Pensé que el argumento había sido ya desechado, por infundado; ya que los artículos correspondientes del nuevo texto constitucional ni tan siquiera se refieren al tema; pero, en las últimas semanas he escuchado una renovada prédica, ya no solo del sector ultrista de la Iglesia Católica sino de unos "pastores" evangélicos que pretenden, sofismas mediante, encontrar que hay "una puerta abierta" a esta práctica ciertamente antinatural.

Lo primero que se me ocurre preguntar es si, como con seguridad va a ganar el SÍ, ¿nuestras mujeres están esperando que abran la puerta para lanzarse al aborto, estén o no embarazadas? ¿O sospechan esas "almas puras" que en nuestras mujeres se ha perdido el instinto maternal por tener hijos, los que sean, incluidos los hijos DP, solo porque la nueva Constitución va a abrir la puerta para el aborto?

De lo que yo sí puedo dar fe (igual que seguramente los propios objetores constitucionalistas) es de que desde tiempos inmemoriales, millones de millones de hembras en edad de concepción debieron recurrir al aborto clandestino (ilegal, inconstitucional o como quiera llamárselo) por no pocas razones; pero, principalmente, por escapar a ese horrendo deporte del adulterio o porque la iglesia no perdona que una jovencita tenga guaguas cuando le dé la gana. En Quito, por ejemplo, muchos de los y las que pasan de sus primeros 40 años, recordarán (hasta con una sonrisa en los labios) a la popular abortera Carmela Granja, que impidió la llegada al mundo de miles de nonatos (no nacidos);o de ese otro profesional médico que atendía en su clínica privada a cuanta hembra trataba de "desembarazarse" de su pecado sexual, a cualquier precio.
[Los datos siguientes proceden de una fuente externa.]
/// Opcodes of the backend ISA, restricted to what the FP mode pass and its
/// tests need to see: FP ALU arithmetic, the rounding-insensitive families,
/// float atomics, control transfer, the mode-write instructions the pass
/// emits, and the pseudo-opcodes it lowers.
#[derive(Debug, Clone, Copy, PartialEq, Eq, Hash)]
pub enum Opcode {
    // Scalar ALU
    SMovB32,
    SAddU32,
    SMinF32,
    SMaxF32,
    SCvtF32F16,
    SCvtF16F32,

    // Vector ALU: moves / integer
    VMovB32,
    VAddU32,

    // Vector ALU: FP arithmetic
    VAddF16,
    VAddF32,
    VAddF64,
    VSubF32,
    VMulF16,
    VMulF32,
    VMulF64,
    VFmaF16,
    VFmaF32,
    VFmaF64,

    // Min/max family (rounding-insensitive)
    VMinF16,
    VMinF32,
    VMinF64,
    VMaxF16,
    VMaxF32,
    VMaxF64,
    VMed3F32,
    VMinimumF32,
    VMaximumF32,

    // Floor/ceil/trunc/round-to-nearest-even family (rounding-insensitive)
    VFloorF16,
    VFloorF32,
    VFloorF64,
    VCeilF16,
    VCeilF32,
    VCeilF64,
    VTruncF32,
    VRndneF32,
    VFractF32,

    // Comparisons
    VCmpLtF16,
    VCmpLtF32,
    VCmpEqF32,

    // Conversions (dst_src order)
    VCvtF32F16,
    VCvtF16F32,
    VCvtF64F32,
    VCvtF32F64,
    VCvtF32I32,
    VCvtI32F32,
    VCvtPkrtzF16F32,
    VPackB32F16,
    VCvtPkU8F32,
    VCvtPkFp8F32,

    // Mixed-precision FMA
    VFmaMixF32,
    VFmaMixloF16,
    VFmaMixhiF16,

    // Pseudo-opcodes, lowered by the FP mode pass
    PVCvtF16F32Rtne,
    PSCvtF16F32Rtne,
    PVCvtF16F32Rtpi,
    PVCvtF16F32Rtni,
    PVCvtPkFp8F32Ovfl,
    PVFmaMixloF16Rtz,
    PVFmaMixhiF16Rtz,

    // Shared-memory (LDS) float atomics
    DsAddF32,
    DsAddRtnF32,
    DsMinF32,
    DsMaxF32,
    DsCmpstF32,
    DsMinF64,
    DsMaxF64,
    DsCmpstF64,
    DsPkAddF16,
    DsPkAddBf16,

    // Vector-memory / flat-addressed float atomics
    BufferAtomicAddF32,
    BufferAtomicMinF32,
    BufferAtomicMaxF32,
    BufferAtomicCmpswapF32,
    BufferAtomicMinF64,
    BufferAtomicMaxF64,
    BufferAtomicPkAddF16,
    BufferAtomicPkAddBf16,
    FlatAtomicAddF32,
    FlatAtomicMinF32,
    FlatAtomicMinF64,
    GlobalAtomicAddF32,
    GlobalAtomicMaxF32,
    GlobalAtomicMaxF64,
    GlobalAtomicPkAddF16,
    ImageAtomicAddF32,

    // Non-FP memory
    BufferLoadDword,
    BufferStoreDword,
    DsReadB32,
    DsWriteB32,

    // Control transfer that can leave and re-enter this code
    SCallB64,
    SSetpcB64,
    SSwappcB64,

    // Intra-shader branches / misc
    SBranch,
    SCbranchScc,
    SEndpgm,
    SNop,

    // Mode writes (inserted by this pass)
    SRoundMode,
    SDenormMode,
    SSetRegImm,
}

impl Opcode {
    /// Scalar/vector ALU instructions whose FP mode requirements follow
    /// the generic operand/result width rule.
    #[must_use]
    pub const fn is_alu(self) -> bool {
        matches!(
            self,
            Self::SMovB32
                | Self::SAddU32
                | Self::SMinF32
                | Self::SMaxF32
                | Self::SCvtF32F16
                | Self::SCvtF16F32
                | Self::VMovB32
                | Self::VAddU32
                | Self::VAddF16
                | Self::VAddF32
                | Self::VAddF64
                | Self::VSubF32
                | Self::VMulF16
                | Self::VMulF32
                | Self::VMulF64
                | Self::VFmaF16
                | Self::VFmaF32
                | Self::VFmaF64
                | Self::VMinF16
                | Self::VMinF32
                | Self::VMinF64
                | Self::VMaxF16
                | Self::VMaxF32
                | Self::VMaxF64
                | Self::VMed3F32
                | Self::VMinimumF32
                | Self::VMaximumF32
                | Self::VFloorF16
                | Self::VFloorF32
                | Self::VFloorF64
                | Self::VCeilF16
                | Self::VCeilF32
                | Self::VCeilF64
                | Self::VTruncF32
                | Self::VRndneF32
                | Self::VFractF32
                | Self::VCmpLtF16
                | Self::VCmpLtF32
                | Self::VCmpEqF32
                | Self::VCvtF32F16
                | Self::VCvtF16F32
                | Self::VCvtF64F32
                | Self::VCvtF32F64
                | Self::VCvtF32I32
                | Self::VCvtI32F32
                | Self::VCvtPkrtzF16F32
                | Self::VPackB32F16
                | Self::VCvtPkU8F32
                | Self::VCvtPkFp8F32
                | Self::VFmaMixF32
                | Self::VFmaMixloF16
                | Self::VFmaMixhiF16
        )
    }

    /// Pseudo-opcodes that the FP mode pass rewrites to concrete opcodes.
    #[must_use]
    pub const fn is_pseudo(self) -> bool {
        matches!(
            self,
            Self::PVCvtF16F32Rtne
                | Self::PSCvtF16F32Rtne
                | Self::PVCvtF16F32Rtpi
                | Self::PVCvtF16F32Rtni
                | Self::PVCvtPkFp8F32Ovfl
                | Self::PVFmaMixloF16Rtz
                | Self::PVFmaMixhiF16Rtz
        )
    }

    /// Instructions that may leave this shader and return to it.
    /// The hardware mode cannot be assumed preserved across them.
    #[must_use]
    pub const fn is_control_transfer(self) -> bool {
        matches!(self, Self::SCallB64 | Self::SSetpcB64 | Self::SSwappcB64)
    }

    /// Instructions that write the hardware MODE register.
    #[must_use]
    pub const fn is_mode_write(self) -> bool {
        matches!(self, Self::SRoundMode | Self::SDenormMode | Self::SSetRegImm)
    }
}
use super::Block;

/// Hardware generation. Ordered: comparisons express "this generation or
/// newer".
#[derive(Debug, Clone, Copy, PartialEq, Eq, PartialOrd, Ord)]
pub enum GfxLevel {
    Gfx9,
    Gfx10,
    Gfx11,
    Gfx12,
}

impl GfxLevel {
    /// Newer generations expose separate round and denorm mode registers;
    /// older ones only have the packed MODE register.
    #[must_use]
    pub const fn has_split_mode_registers(self) -> bool {
        !matches!(self, Self::Gfx9)
    }

    /// Vector-memory float atomics stopped depending on the MODE register
    /// denorm bits on the newest generation.
    #[must_use]
    pub const fn vmem_atomics_use_mode(self) -> bool {
        !matches!(self, Self::Gfx12)
    }
}

/// A compiled function: blocks in topological order plus the launch-state
/// facts the FP mode pass needs.
#[derive(Debug, Clone)]
pub struct Program {
    pub blocks: Vec<Block>,
    pub gfx_level: GfxLevel,
    /// Packed round/denorm value programmed through the command stream
    /// before the wave launches. Updated by the pass when the whole
    /// program's entry requirement reduces to a static setting.
    pub declared_mode: u8,
    /// The ambient mode is already established when the entry block runs
    /// (e.g. stages launched into a shared, pre-programmed state), so the
    /// declared mode must not be rewritten.
    pub entry_state_preset: bool,
    /// Nothing can be assumed about the mode at entry: this stage is part
    /// of a merged shader compiled separately, and the preceding stage may
    /// have left any mode behind.
    pub entry_mode_unknown: bool,
}

impl Program {
    #[must_use]
    pub fn new(gfx_level: GfxLevel) -> Self {
        Self {
            blocks: Vec::new(),
            gfx_level,
            declared_mode: 0,
            entry_state_preset: false,
            entry_mode_unknown: false,
        }
    }
}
Y como ese médico era de izquierda, los chistosos decían que él no podía encabezar ninguna revolución porque "la haría abortar a los tres meses".

Y otra pregunta sobre esa persistencia en que como la Constitución no dice que "garantiza la vida desde su concepción" (aun cuando lo dice de otra manera) entonces se deja abierta esta puerta abortiva: vuelvo a preguntar (porque ya lo hice en otro texto de hace meses) ¿Quién o quiénes van a certificar o van a dar fe de que una mujer ha concebido (ha quedado preñada) y en qué instante de su vida sexual? ¿Cómo van a certificar: mediante vista de ojos, por referencias de la interfecta, por dimes y diretes, por simple sospecha?, ¿cómo?, pregunta un amigo y sugiere que debe haber una equivocación en el término concepción por el término erección.

Y otra inquietud: si para los antiabortistas el Estado debe garantizar la vida desde la concepción, entonces ese Estado ha estado cometiendo en el mundo entero crímenes de lesa humanidad porque solo registra a los nacidos vivos. ¿Acaso los nonatos (nacidos muertos) o los fetos de los abortos espontáneos (que deben sumar muchos millones) no tenían derecho a la vida desde la concepción? ¿Acaso no estaban vivos en los vientres de sus madres?

Este problema del aborto (arbitrario, ilegal, inconstitucional) va a seguir; y con mayor empeño, si desde la nueva Constitución se lo anatematiza, se lo penaliza (como ya es). Es algo similar al narcotráfico: mientras se pretende prohibirlo, perseguirlo, más narcodependientes aparecen en este mundo cruel. Si no lo creen, pregunten aquí cerquita, al parapresidente Uribe; si desde que iniciaron la lucha sin cuartel contra el narco tráfico (aspersiones mediante), ha disminuido o aumentado la superficie de cultivos de alcaloides. O pregunten a míster Bush (un antiabortista imperial) si ha disminuido o aumentado la "feligresía" de las substancias sicotrópicas desde cuando él le declaró la guerra sin cuartel a esta endemia. O averigüen si en Holanda (Países Bajos), uno de los poquísimos países que desde hace rato despenalizó la droga, aumentó el número de "aficionados" o no, si disminuyó o no el tráfico de drogas en el país.

Igual podría suceder con el aborto; y más, si por "filosofías" que nos llegaron del primer mundo (Estados Unidos, preferentemente) nuestras poblaciones deben controlar al máximo el crecimiento poblacional (la famosa "planificación familiar" made in USA). Pero nuestros varones y nuestras mujeres (comenzando por nosotros mismos) no nos hemos allanado a la cultura del preservativo (mejor dicho, condón) porque aquello es como querer oler flores con mascarilla o chupar caramelo con todo y papel.